Winter recreation is plentiful in our corner of the world, more to do than you can shake a ski pole at, as they say. Obviously there’s skiing, and when we hear the snow is good, or can see it’s a clear day on Big Mountain from our valley vantage point, we head up. While riding Chair 1, we watch the skiers and snowboarders slide down the slopes and on most days we see a few skiing up. Why do they do this when there’s a perfectly good lift right here?
I’m sure many of you were as confused as I was when I first saw this strange, counterintuitive act. Yet once you stick around awhile you realize there is a subculture here and for them, going uphill is just one more way to embrace winter.

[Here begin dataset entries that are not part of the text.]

//! Request and report types for the replication service.

use crate::error::{ReplicationError, Result};
use serde::Serialize;

/// How a search query is matched.
///
/// `Semantic` is accepted for compatibility with clients of the embedding
/// backed search. No embedding index exists here, so it matches like `Text`.
#[derive(Debug, Clone, Copy, PartialEq, Eq)]
pub enum SearchKind {
    Text,
    Semantic,
    Topic,
}

impl SearchKind {
    /// Parse the `type` query parameter. Absent means `Text`.
    pub fn parse(raw: Option<&str>) -> Result<Self> {
        match raw.map(str::trim) {
            None | Some("") | Some("text") => Ok(Self::Text),
            Some("semantic") => Ok(Self::Semantic),
            Some("topic") => Ok(Self::Topic),
            Some(other) => Err(ReplicationError::validation(format!(
                "Unknown search type: {}",
                other
            ))),
        }
    }
}

/// Outcome of accepting a batch of truths pushed by another node.
#[derive(Debug, Clone, Copy, Default, PartialEq, Eq, Serialize)]
pub struct ReceiveSummary {
    /// Entries in the batch.
    pub received: usize,
    /// Entries stored as new truths.
    pub created: usize,
}

/// Service health for monitoring endpoints.
///
/// Collected from the local database and in-process counters; no network I/O.
#[derive(Debug, Clone, PartialEq, Eq, Serialize)]
pub struct HealthCheck {
    pub node_id: String,
    /// The local store answered.
    pub healthy: bool,
    pub truths: usize,
    pub nodes_total: usize,
    pub nodes_active: usize,
    pub nodes_inactive: usize,
    pub nodes_error: usize,
    pub syncs_in_flight: usize,
    pub max_concurrent_syncs: usize,
}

There was a time when this group we refer to as “uphill skiers” would climb up wherever and whenever they wanted. As you can imagine, this posed a safety issue. Our management and officials from the Flathead National Forest knew that uphill skiing was not going to go away, and in fact it was only going to gain popularity. It was inevitable that we would need a safety solution to work for everyone. That solution was the Uphill Policy, a guiding course of action to keep all parties safe and happy.
When I asked our Ski Patrol Manager Keagan Zoellner for her thoughts about uphill skiing and safety she said it is worth noting WHY the uphill policy is in place—to provide for skier safety, both regular guests and uphill visitors.
“It’s important that folks stay on route to reduce the chance of collisions, especially in low visibility situations,” Keagan wrote to me in an email. “But almost more importantly, that folks adhere to the policy before and after operating hours. Before the mountain opens, patrol is conducting avalanche mitigation. After hours, groomers are working the hill and winching.”
The “Benny Up Route” is the one we are most familiar with because it ascends up the mountain under Chair 1 and up Toni Matt. This route is open from 6 a.m. to 4 p.m. (groomers head up the mountain at 4 p.m.). Hikers stay to the far skier’s right, rather than climbing up the middle of the run where a collision could take place. The East Route is open from 9 a.m. to 7 p.m. This route starts in the base area and ascends toward the east, going up Expressway and then up the Moe Mentum run where they stay to the skier’s left side.
One additional safety tip Keagan mentioned, “Folks traveling up in the dark should consider wearing a headlamp to let the downhill folks know where they are.” If ascending before or after hours (6-9:30 a.m. or 4-7 p.m.) individuals need to return on the same route they climbed. She also passed along a “Big Thank you” to the uphill community for minding this policy.
If you plan to skin up, go to skiwhitefish.com/uphill and read the policy and look at the map. There are signs along the routes however, it is your responsibility to know the policy. This policy also includes a Special Order from the U.S. Forest Service. This Special Order specifies that it is prohibited for anyone to be off the two approved routes, and to be within 100 feet of grooming machines, whether stationary or moving, or 50 feet of snowmaking equipment, to include but not limited to fan guns, high-pressure water lines, and high-voltage electrical cables. This is very important for those who wish to ski uphill in the pre-season.
Race You to the Top
Just as we want everyone who goes up or comes down the mountain safe, we also recognize that this popular activity is worth celebrating as one of many cool things we get to do around here. That’s why we host the Whitefish Whiteout this Saturday, February 8. For more than a decade this event has grown in both the number of competitors as well as the number of categories. This year we add one more category—a fourth course option—opening up the field to more uphillers.
All courses begin at the bottom of Chair 1 at 10:15 a.m. ascending the Benny Up route where one category will finish. The other three categories (short, medium and long) will complete stages, skiing up and down other areas around the mountain.
The fastest racers on the longest course can finish under two hours—just about what it would take me to climb up the first part (only guessing, I’ve never tried). I believe the fastest time up Benny Up is just under 25 minutes.
Maybe someday I will join this tribe, until then I know where they are, and will steer clear when they head uphill.